What to work on - Lines holding the string "status" are the ones to copy from this listing.
*** The records Section Begins ***
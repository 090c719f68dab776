//! Shared constants: application name, environment variables, and the names
//! of the external collaborator commands.

/// Application name, used for the default root directory (`~/.verso`).
pub const APP_NAME: &str = "verso";

/// Root directory override.
pub const ENV_ROOT: &str = "VERSO_ROOT";

/// Ordered, path-separator separated list of hook directories.
pub const ENV_HOOK_PATH: &str = "VERSO_HOOK_PATH";

/// Build-scratch root override. When set, the engine builds under
/// `$VERSO_BUILD_ROOT/<version-name>` and keep-mode is forced on.
pub const ENV_BUILD_ROOT: &str = "VERSO_BUILD_ROOT";

/// Exact build working directory, passed to the engine.
pub const ENV_BUILD_PATH: &str = "VERSO_BUILD_PATH";

/// Download cache directory, passed to the engine. Auto-set from
/// `$VERSO_ROOT/cache` when that directory exists and no override was given.
pub const ENV_BUILD_CACHE_PATH: &str = "VERSO_BUILD_CACHE_PATH";

/// The external build engine. Fetches and compiles a definition into a
/// prefix; `--definitions` prints the catalog.
pub const BUILD_COMMAND: &str = "verso-build";

/// The external shim regeneration step, invoked after a successful install.
pub const REHASH_COMMAND: &str = "verso-rehash";

/// The external local-default-version lookup, used when no definition is
/// given on the command line.
pub const LOCAL_COMMAND: &str = "verso-local";
//! The `verso` registrar global exposed to hook scripts.
//!
//! Scripts observe the run through read-only fields and influence it through
//! the registration operations:
//! - `verso.definition` - the requested definition, as given by the caller
//! - `verso.version` - the verso version
//! - `verso.register_before(fn)` - append a before-phase callback
//! - `verso.register_after(fn)` - append an after-phase callback
//! - `verso.set_version_name(name)` - override the derived version name

use std::cell::RefCell;
use std::path::PathBuf;
use std::rc::Rc;

use mlua::prelude::*;

use super::{Hook, HookState};

/// Register the `verso` global table in the Lua runtime.
pub(super) fn register_globals(lua: &Lua, definition: &str, state: Rc<RefCell<HookState>>) -> LuaResult<()> {
  let verso = lua.create_table()?;

  verso.set("definition", definition)?;
  verso.set("version", env!("CARGO_PKG_VERSION"))?;

  let register_state = Rc::clone(&state);
  let register_before = lua.create_function(move |_, func: LuaFunction| {
    let mut state = register_state.borrow_mut();
    let source = current_script(&state);
    state.before.push(Hook { callback: func, source });
    Ok(())
  })?;
  verso.set("register_before", register_before)?;

  let register_state = Rc::clone(&state);
  let register_after = lua.create_function(move |_, func: LuaFunction| {
    let mut state = register_state.borrow_mut();
    let source = current_script(&state);
    state.after.push(Hook { callback: func, source });
    Ok(())
  })?;
  verso.set("register_after", register_after)?;

  let name_state = Rc::clone(&state);
  let set_version_name = lua.create_function(move |_, name: String| {
    let name = name.trim().to_string();
    if name.is_empty() {
      return Err(LuaError::external("version name must not be empty"));
    }
    name_state.borrow_mut().version_name = Some(name);
    Ok(())
  })?;
  verso.set("set_version_name", set_version_name)?;

  lua.globals().set("verso", verso)?;
  Ok(())
}

fn current_script(state: &HookState) -> PathBuf {
  state.current_script.clone().unwrap_or_else(|| PathBuf::from("<inline>"))
}
//! Post-install trigger: shim regeneration.
//!
//! On a successful install the external `verso-rehash` step runs exactly
//! once, after the after-hooks. Its failure is advisory; the caller reports
//! it as a warning, never as an installation failure.

use std::io;

use tokio::process::Command;
use tracing::debug;

use crate::consts::REHASH_COMMAND;

/// Errors from the rehash trigger. Advisory only.
#[derive(Debug, thiserror::Error)]
pub enum RehashError {
  #[error("failed to run '{REHASH_COMMAND}': {0}")]
  Io(#[from] io::Error),

  #[error("'{REHASH_COMMAND}' exited with status {0:?}")]
  Failed(Option<i32>),
}

/// Run the external rehash step, blocking until it terminates.
pub async fn run() -> Result<(), RehashError> {
  debug!("running rehash");
  let status = Command::new(REHASH_COMMAND).status().await?;
  if status.success() {
    Ok(())
  } else {
    Err(RehashError::Failed(status.code()))
  }
}
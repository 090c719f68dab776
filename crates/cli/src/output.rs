//! CLI output formatting utilities.
//!
//! Consistent status messages with color only when the stream supports it.

use owo_colors::{OwoColorize, Stream};

pub mod symbols {
  pub const SUCCESS: &str = "✓";
  pub const ERROR: &str = "✗";
  pub const WARNING: &str = "⚠";
}

pub fn print_success(message: &str) {
  println!(
    "{} {}",
    symbols::SUCCESS.if_supports_color(Stream::Stdout, |s| s.green()),
    message
  );
}

pub fn print_error(message: &str) {
  eprintln!(
    "{} {}",
    symbols::ERROR.if_supports_color(Stream::Stderr, |s| s.red()),
    message.if_supports_color(Stream::Stderr, |s| s.red())
  );
}

pub fn print_warning(message: &str) {
  eprintln!(
    "{} {}",
    symbols::WARNING.if_supports_color(Stream::Stderr, |s| s.yellow()),
    message.if_supports_color(Stream::Stderr, |s| s.yellow())
  );
}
*** The records Section Ends ***
Task response -
  #[error("'{REHASH_COMMAND}' exited with status {0:?}")]
  let status = Command::new(REHASH_COMMAND).status().await?;
  if status.success() {
    Err(RehashError::Failed(status.code()))
//! Consistent status messages with color only when the stream supports it.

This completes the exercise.